«Stiamo studiando un piano per rendere obbligatorio il microchip nei gatti di colonia e anche in quelli di proprietà – dice l’assessore all’ambiente di Torino, Alberto Unia -: in questo modo si disincentiverebbero gli abbandoni, e si monitorerebbe meglio la loro presenza sul territorio». I gatti potrebbero poi essere inseriti nella piattaforma regionale piemontese già esistente «Arvet»: una banca dati dove oggi i privati possono registrare il proprio micio con il microchip ma solo a titolo facoltativo. Per i felini di colonia vale la stessa regola: non esiste l’obbligo di un inserimento all’anagrafe, ad eccezione dei gatti che vengono prima sterilizzati con i finanziamenti del comune. I felini in questo modo verrebbero equiparati ai cani: per Fido dal 2001 esiste infatti l’obbligo del microchip, e negli anni questa è stata senza dubbio una normativa decisiva nella lotta al randagismo in Italia.  

La presenza delle colonie feline in città, comunque, sta diminuendo: se l’anno scorso nella banca dati dell’ufficio tutela animali torinese erano state registrate 1540 colonie, oggi sono 1200. I motivi sono due: il primo dipende dal piano di sterilizzazioni che negli anni ha contenuto notevolmente il numero delle nascite. Il secondo da un errore di registrazione: delle 1540 colonie, alcune erano state inserite in maniera non corretta, o era stato ripetuto per due volte lo stesso gruppo di mici. Ma il randagismo felino è un fenomeno che non va di certo sottovalutato: negli ultimi anni gli abbandoni sono stati sempre più frequenti, e la situazione è ben più preoccupante di quella di città come Milano, dove la presenza di gatti randagi è pari a un terzo rispetto a quella del territorio torinese.  

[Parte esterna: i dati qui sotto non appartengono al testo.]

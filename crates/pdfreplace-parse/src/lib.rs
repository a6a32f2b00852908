//! pdfreplace-parse: lopdf-backed document access for pdfreplace.
//!
//! This crate reads pages into positioned chars by interpreting their
//! content streams, removes glyphs under redaction regions, embeds fonts
//! and draws replacement text, and composes page trees. It depends on
//! pdfreplace-core for shared data types.

pub mod cmap;
pub mod embed;
pub mod embedded_fonts;
pub mod error;
pub mod font_metrics;
pub mod font_program;
pub mod handler;
pub mod interpreter;
pub mod interpreter_state;
pub mod lopdf_backend;
pub mod page_geometry;
pub mod page_tree;
pub mod redact;
pub mod standard_fonts;
pub mod text_state;
pub mod win_ansi;

pub use embed::{FontEmbedder, InsertFont, TextInsertion, TextPlacement};
pub use embedded_fonts::{
    EmbeddedFont, extract_font_program, find_embedded_font, find_in_fonts, list_embedded_fonts,
    write_font_program,
};
pub use error::BackendError;
pub use font_metrics::{FontFileKind, FontFileRef, PdfFont};
pub use font_program::FontProgram;
pub use handler::{CharCollector, ContentHandler, GlyphEvent};
pub use interpreter::{extract_page_chars, interpret_operations};
pub use lopdf_backend::LopdfDocument;
pub use page_geometry::PageGeometry;
pub use page_tree::{merge_documents, remove_pages, reorder_pages};
pub use redact::{RedactionReport, redact_regions};
pub use pdfreplace_core;
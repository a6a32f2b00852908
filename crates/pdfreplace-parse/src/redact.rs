//! Region redaction: removes the glyphs under each region from the page
//! content and paints the regions white.
//!
//! A removed glyph becomes a TJ adjustment equal to its advance, so the
//! glyphs around it keep their positions. `Tj`, `'` and `"` holding a
//! removed glyph are rewritten into their `TJ` equivalents. Text inside Form
//! XObjects is only covered.

use std::collections::BTreeMap;

use lopdf::content::{Content, Operation};
use lopdf::{Object, StringFormat};
use pdfreplace_core::BBox;

use crate::error::BackendError;
use crate::handler::CharCollector;
use crate::interpreter::{decode_operations, interpret_operations};
use crate::lopdf_backend::LopdfDocument;

/// A glyph to drop from one string operand: byte range plus the TJ
/// adjustment replacing it.
#[derive(Debug, Clone, Copy)]
struct Removal {
    byte_start: usize,
    byte_end: usize,
    kern: f64,
}

/// Outcome of redacting one page.
#[derive(Debug, Clone, Copy, Default, PartialEq, Eq)]
pub struct RedactionReport {
    /// Glyphs removed from the content stream.
    pub removed_glyphs: usize,
    /// Glyphs under a region that could only be covered (Form XObjects).
    pub covered_only: usize,
}

/// Redact `regions` (display coordinates) on page `index`.
pub fn redact_regions(
    doc: &mut LopdfDocument,
    index: usize,
    regions: &[BBox],
) -> Result<RedactionReport, BackendError> {
    let mut report = RedactionReport::default();
    if regions.is_empty() {
        return Ok(report);
    }
    let content = doc.page_content(index)?;
    let resources = doc.page_resources(index)?;
    let geometry = doc.page_geometry(index)?;
    let mut operations = decode_operations(&content)?;

    let mut collector = CharCollector::default();
    interpret_operations(doc.inner(), &operations, &resources, &geometry, &mut collector)?;

    let mut removals: BTreeMap<usize, BTreeMap<usize, Vec<Removal>>> = BTreeMap::new();
    for (ch, placement) in collector.chars.iter().zip(&collector.placements) {
        if !regions.iter().any(|r| glyph_under(&ch.bbox, r)) {
            continue;
        }
        match (placement.location, placement.kern) {
            (Some(loc), Some(kern)) => {
                removals
                    .entry(loc.op_index)
                    .or_default()
                    .entry(loc.element)
                    .or_default()
                    .push(Removal {
                        byte_start: loc.byte_start,
                        byte_end: loc.byte_end,
                        kern,
                    });
                report.removed_glyphs += 1;
            }
            _ => report.covered_only += 1,
        }
    }

    // Back to front so inserted operations do not shift pending indices.
    for (op_index, by_element) in removals.into_iter().rev() {
        let replacement = rewrite_operation(&operations[op_index], &by_element);
        operations.splice(op_index..=op_index, replacement);
    }

    let body = Content { operations }
        .encode()
        .map_err(|e| BackendError::Write(format!("failed to encode content stream: {e}")))?;
    let mut rebuilt = Vec::with_capacity(body.len() + 64 * regions.len() + 8);
    rebuilt.extend_from_slice(b"q\n");
    rebuilt.extend_from_slice(&body);
    rebuilt.extend_from_slice(b"\nQ\n");
    rebuilt.extend(white_overlay(regions, |r| geometry.to_pdf_rect(r)));
    doc.set_page_content(index, rebuilt)?;

    #[cfg(feature = "tracing")]
    tracing::debug!(
        page = index,
        regions = regions.len(),
        removed = report.removed_glyphs,
        covered_only = report.covered_only,
        "redacted regions"
    );
    Ok(report)
}

/// A glyph belongs to a region when its centre is inside it or at least
/// half its box is covered. Padding that only grazes the ascent of the next
/// line does not claim that line's glyphs.
fn glyph_under(glyph: &BBox, region: &BBox) -> bool {
    if region.contains_point(glyph.center_x(), glyph.center_y()) {
        return true;
    }
    let area = glyph.area();
    area > 0.0 && glyph.intersection_area(region) >= 0.5 * area
}

/// `q 1 1 1 rg x y w h re f Q` for every region.
fn white_overlay(regions: &[BBox], to_pdf: impl Fn(&BBox) -> [f64; 4]) -> Vec<u8> {
    let mut out = String::from("q\n1 1 1 rg\n");
    for region in regions {
        let [x, y, w, h] = to_pdf(region);
        out.push_str(&format!("{x:.3} {y:.3} {w:.3} {h:.3} re f\n"));
    }
    out.push_str("Q\n");
    out.into_bytes()
}

/// Split `bytes` around the removed glyphs, leaving kerns in their place.
fn strip_glyphs(bytes: &[u8], format: StringFormat, removals: &[Removal]) -> Vec<Object> {
    let mut sorted = removals.to_vec();
    sorted.sort_by_key(|r| r.byte_start);

    let mut out = Vec::new();
    let mut pending_kern = 0.0;
    let mut cursor = 0;
    for removal in sorted {
        if removal.byte_start > cursor {
            if pending_kern != 0.0 {
                out.push(Object::Real(pending_kern as f32));
                pending_kern = 0.0;
            }
            out.push(Object::String(
                bytes[cursor..removal.byte_start].to_vec(),
                format,
            ));
        }
        pending_kern += removal.kern;
        cursor = cursor.max(removal.byte_end);
    }
    if pending_kern != 0.0 {
        out.push(Object::Real(pending_kern as f32));
    }
    if cursor < bytes.len() {
        out.push(Object::String(bytes[cursor..].to_vec(), format));
    }
    out
}

fn rewrite_array(items: &[Object], by_element: &BTreeMap<usize, Vec<Removal>>) -> Vec<Object> {
    let mut out = Vec::with_capacity(items.len());
    for (element, item) in items.iter().enumerate() {
        match (item, by_element.get(&element)) {
            (Object::String(bytes, format), Some(removals)) => {
                out.extend(strip_glyphs(bytes, *format, removals));
            }
            _ => out.push(item.clone()),
        }
    }
    out
}

fn rewrite_operation(op: &Operation, by_element: &BTreeMap<usize, Vec<Removal>>) -> Vec<Operation> {
    let tj = |items: Vec<Object>| Operation::new("TJ", vec![Object::Array(items)]);
    match op.operator.as_str() {
        "TJ" => match op.operands.first() {
            Some(Object::Array(items)) => vec![tj(rewrite_array(items, by_element))],
            _ => vec![op.clone()],
        },
        "Tj" => match op.operands.first() {
            Some(string @ Object::String(..)) => {
                vec![tj(rewrite_array(std::slice::from_ref(string), by_element))]
            }
            _ => vec![op.clone()],
        },
        "'" => match op.operands.first() {
            Some(string @ Object::String(..)) => vec![
                Operation::new("T*", vec![]),
                tj(rewrite_array(std::slice::from_ref(string), by_element)),
            ],
            _ => vec![op.clone()],
        },
        "\"" => match op.operands.as_slice() {
            [aw, ac, string @ Object::String(..)] => vec![
                Operation::new("Tw", vec![aw.clone()]),
                Operation::new("Tc", vec![ac.clone()]),
                Operation::new("T*", vec![]),
                tj(rewrite_array(std::slice::from_ref(string), by_element)),
            ],
            _ => vec![op.clone()],
        },
        _ => vec![op.clone()],
    }
}
//! Text Fitting & Re-insertion: size, baseline and spacing of the
//! replacement inside its redacted region, and drawing it.

use pdfreplace_core::{
    BBox, Color, PdfError, TrackingCheck, baseline_y, distribute_offsets, fit_font_size,
    should_distribute, usable_width,
};
use pdfreplace_parse::{FontEmbedder, InsertFont, PageGeometry, TextInsertion, TextPlacement};

use crate::Pdf;
use crate::fonts::{FontChoice, GlyphMetrics, MetricsFont};

/// What to draw and where, before a font is chosen.
#[derive(Debug, Clone)]
pub struct FitJob<'a> {
    /// Region in top-left page coordinates.
    pub rect: BBox,
    pub original_text: &'a str,
    /// Replacement with casing already matched.
    pub text: &'a str,
    pub size: f64,
    pub color: Color,
}

/// Final size and glyph positions for one font.
#[derive(Debug, Clone, PartialEq)]
pub struct Layout {
    pub size: f64,
    /// Baseline origins in PDF user space.
    pub placements: Vec<TextPlacement>,
    /// Whether glyphs were spread out individually.
    pub distributed: bool,
}

/// Lay `job` out in `font`.
///
/// Text that mimics a letter-spaced original is placed glyph by glyph at
/// the target size; everything else is one string shrunk until it fits.
pub fn layout_text(font: &MetricsFont, job: &FitJob<'_>, geometry: &PageGeometry) -> Layout {
    let rect = &job.rect;
    let check = TrackingCheck {
        rect,
        original_text: job.original_text,
        replacement_text: job.text,
        measured_replacement: font.measure(job.text, job.size),
        measured_original: font.measure(job.original_text, job.size),
        font_size: job.size,
    };

    if should_distribute(&check) {
        let size = job.size;
        let widths = font.char_widths(job.text, size);
        let offsets = distribute_offsets(&widths, rect, size);
        let top = baseline_y(rect, size, Some(font.descender_em()));
        let placements = job
            .text
            .chars()
            .zip(offsets)
            .filter(|(c, _)| !c.is_whitespace())
            .map(|(c, dx)| {
                let (x, y) = geometry.to_pdf(rect.x0 + dx, top);
                TextPlacement {
                    text: c.to_string(),
                    x,
                    y,
                }
            })
            .collect();
        return Layout {
            size,
            placements,
            distributed: true,
        };
    }

    let size = fit_font_size(job.size, usable_width(rect), |s| font.measure(job.text, s));
    let top = baseline_y(rect, size, Some(font.descender_em()));
    let (x, y) = geometry.to_pdf(rect.x0, top);
    Layout {
        size,
        placements: vec![TextPlacement {
            text: job.text.to_string(),
            x,
            y,
        }],
        distributed: false,
    }
}

/// Draw `job` on page `index` with `choice`. Any failure, from loading the
/// program to embedding it, is returned so the caller can try the next
/// font.
pub fn insert_with(
    pdf: &mut Pdf,
    embedder: &mut FontEmbedder,
    metrics: &mut GlyphMetrics,
    index: usize,
    geometry: &PageGeometry,
    job: &FitJob<'_>,
    choice: &FontChoice,
) -> Result<Layout, PdfError> {
    let font = metrics.font(choice)?;
    let layout = layout_text(&font, job, geometry);

    let key = match choice {
        FontChoice::File { path, .. } => path.to_string_lossy().into_owned(),
        FontChoice::Builtin(face) => face.pdf_name().to_string(),
    };
    let insert_font = match &font {
        MetricsFont::Program(program) => InsertFont::Program {
            key: &key,
            program: program.as_ref(),
        },
        MetricsFont::Builtin(face) => InsertFont::Builtin(*face),
    };
    let insertion = TextInsertion {
        font: insert_font,
        size: layout.size,
        color: job.color,
        placements: layout.placements.clone(),
    };
    pdf.insert_text(embedder, index, &insertion)?;
    Ok(layout)
}

#[cfg(test)]
mod tests {
    use super::*;
    use pdfreplace_core::{BuiltinFace, MIN_FONT_SIZE};

    fn geometry() -> PageGeometry {
        PageGeometry::new(BBox::new(0.0, 0.0, 612.0, 792.0))
    }

    fn job<'a>(rect: BBox, original: &'a str, text: &'a str, size: f64) -> FitJob<'a> {
        FitJob {
            rect,
            original_text: original,
            text,
            size,
            color: Color::black(),
        }
    }

    #[test]
    fn short_text_keeps_its_size() {
        let font = MetricsFont::Builtin(BuiltinFace::Helvetica);
        let rect = BBox::new(72.0, 100.0, 200.0, 114.0);
        let layout = layout_text(&font, &job(rect, "Hello", "World", 11.0), &geometry());
        assert!(!layout.distributed);
        assert_eq!(layout.size, 11.0);
        assert_eq!(layout.placements.len(), 1);
        let p = &layout.placements[0];
        assert_eq!(p.text, "World");
        assert!((p.x - 72.0).abs() < 1e-9);
        // Baseline: bottom + descender·size = 114 - 0.207·11, flipped.
        assert!((p.y - (792.0 - (114.0 - 0.207 * 11.0))).abs() < 1e-9);
    }

    #[test]
    fn long_text_shrinks_to_fit() {
        let font = MetricsFont::Builtin(BuiltinFace::Helvetica);
        let rect = BBox::new(72.0, 100.0, 122.0, 114.0);
        let text = "a considerably longer replacement";
        let layout = layout_text(&font, &job(rect, "short", text, 12.0), &geometry());
        assert!(layout.size < 12.0);
        assert!(layout.size >= MIN_FONT_SIZE);
        let fits = font.measure(text, layout.size) <= usable_width(&rect);
        assert!(fits || layout.size == MIN_FONT_SIZE);
    }

    #[test]
    fn letter_spaced_heading_is_distributed() {
        let font = MetricsFont::Builtin(BuiltinFace::Helvetica);
        // The original "JANE" at 20pt is ~55pt wide; the rect is 200pt.
        let rect = BBox::new(100.0, 50.0, 300.0, 74.0);
        let layout = layout_text(&font, &job(rect, "JANE", "JOHN", 20.0), &geometry());
        assert!(layout.distributed);
        assert_eq!(layout.size, 20.0);
        assert_eq!(layout.placements.len(), 4);
        assert!((layout.placements[0].x - 100.0).abs() < 1e-9);
        let xs: Vec<f64> = layout.placements.iter().map(|p| p.x).collect();
        assert!(xs.windows(2).all(|w| w[1] > w[0]));
        assert!(layout.placements.iter().all(|p| p.y == layout.placements[0].y));
    }

    #[test]
    fn insert_with_builtin_writes_text() {
        let bytes = crate::test_support::text_pdf(&["Hello"]);
        let mut pdf = Pdf::open(&bytes).unwrap();
        let mut embedder = FontEmbedder::new();
        let mut metrics = GlyphMetrics::new();
        let geometry = pdf.geometry(0).unwrap();
        let rect = BBox::new(300.0, 300.0, 400.0, 314.0);

        let layout = insert_with(
            &mut pdf,
            &mut embedder,
            &mut metrics,
            0,
            &geometry,
            &job(rect, "x", "Inserted", 12.0),
            &FontChoice::Builtin(BuiltinFace::TimesRoman),
        )
        .unwrap();
        assert_eq!(layout.placements.len(), 1);

        let reopened = Pdf::open(&pdf.to_bytes().unwrap()).unwrap();
        let text = reopened.page(0).unwrap().extract_text();
        assert!(text.contains("Inserted"));
        assert!(text.contains("Hello"));
    }

    #[test]
    fn insert_with_missing_file_fails() {
        let bytes = crate::test_support::text_pdf(&["Hello"]);
        let mut pdf = Pdf::open(&bytes).unwrap();
        let geometry = pdf.geometry(0).unwrap();
        let choice = FontChoice::File {
            path: "/nonexistent/font.ttf".into(),
            source: crate::fonts::FontSource::LocaleSystem,
        };
        let result = insert_with(
            &mut pdf,
            &mut FontEmbedder::new(),
            &mut GlyphMetrics::new(),
            0,
            &geometry,
            &job(BBox::new(0.0, 0.0, 50.0, 12.0), "a", "b", 10.0),
            &choice,
        );
        assert!(result.is_err());
    }
}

E se da qualche giorno sette associazioni hanno dato il via alle sterilizzazioni dei gatti di colonia nei vari quartieri della città – con i 30mila euro stanziati dal Comune tramite il bando di dicembre – altre associazioni stanno provvedendo a farlo privatamente. È il caso della Lida Felini, che quest’anno prevede di sterilizzare una cinquantina di mici, ma senza microchip: «sarebbe un costo ulteriore – spiega Federico Belloli, presidente dell’associazione di via Carmagnola – che non riusciamo a sostenere».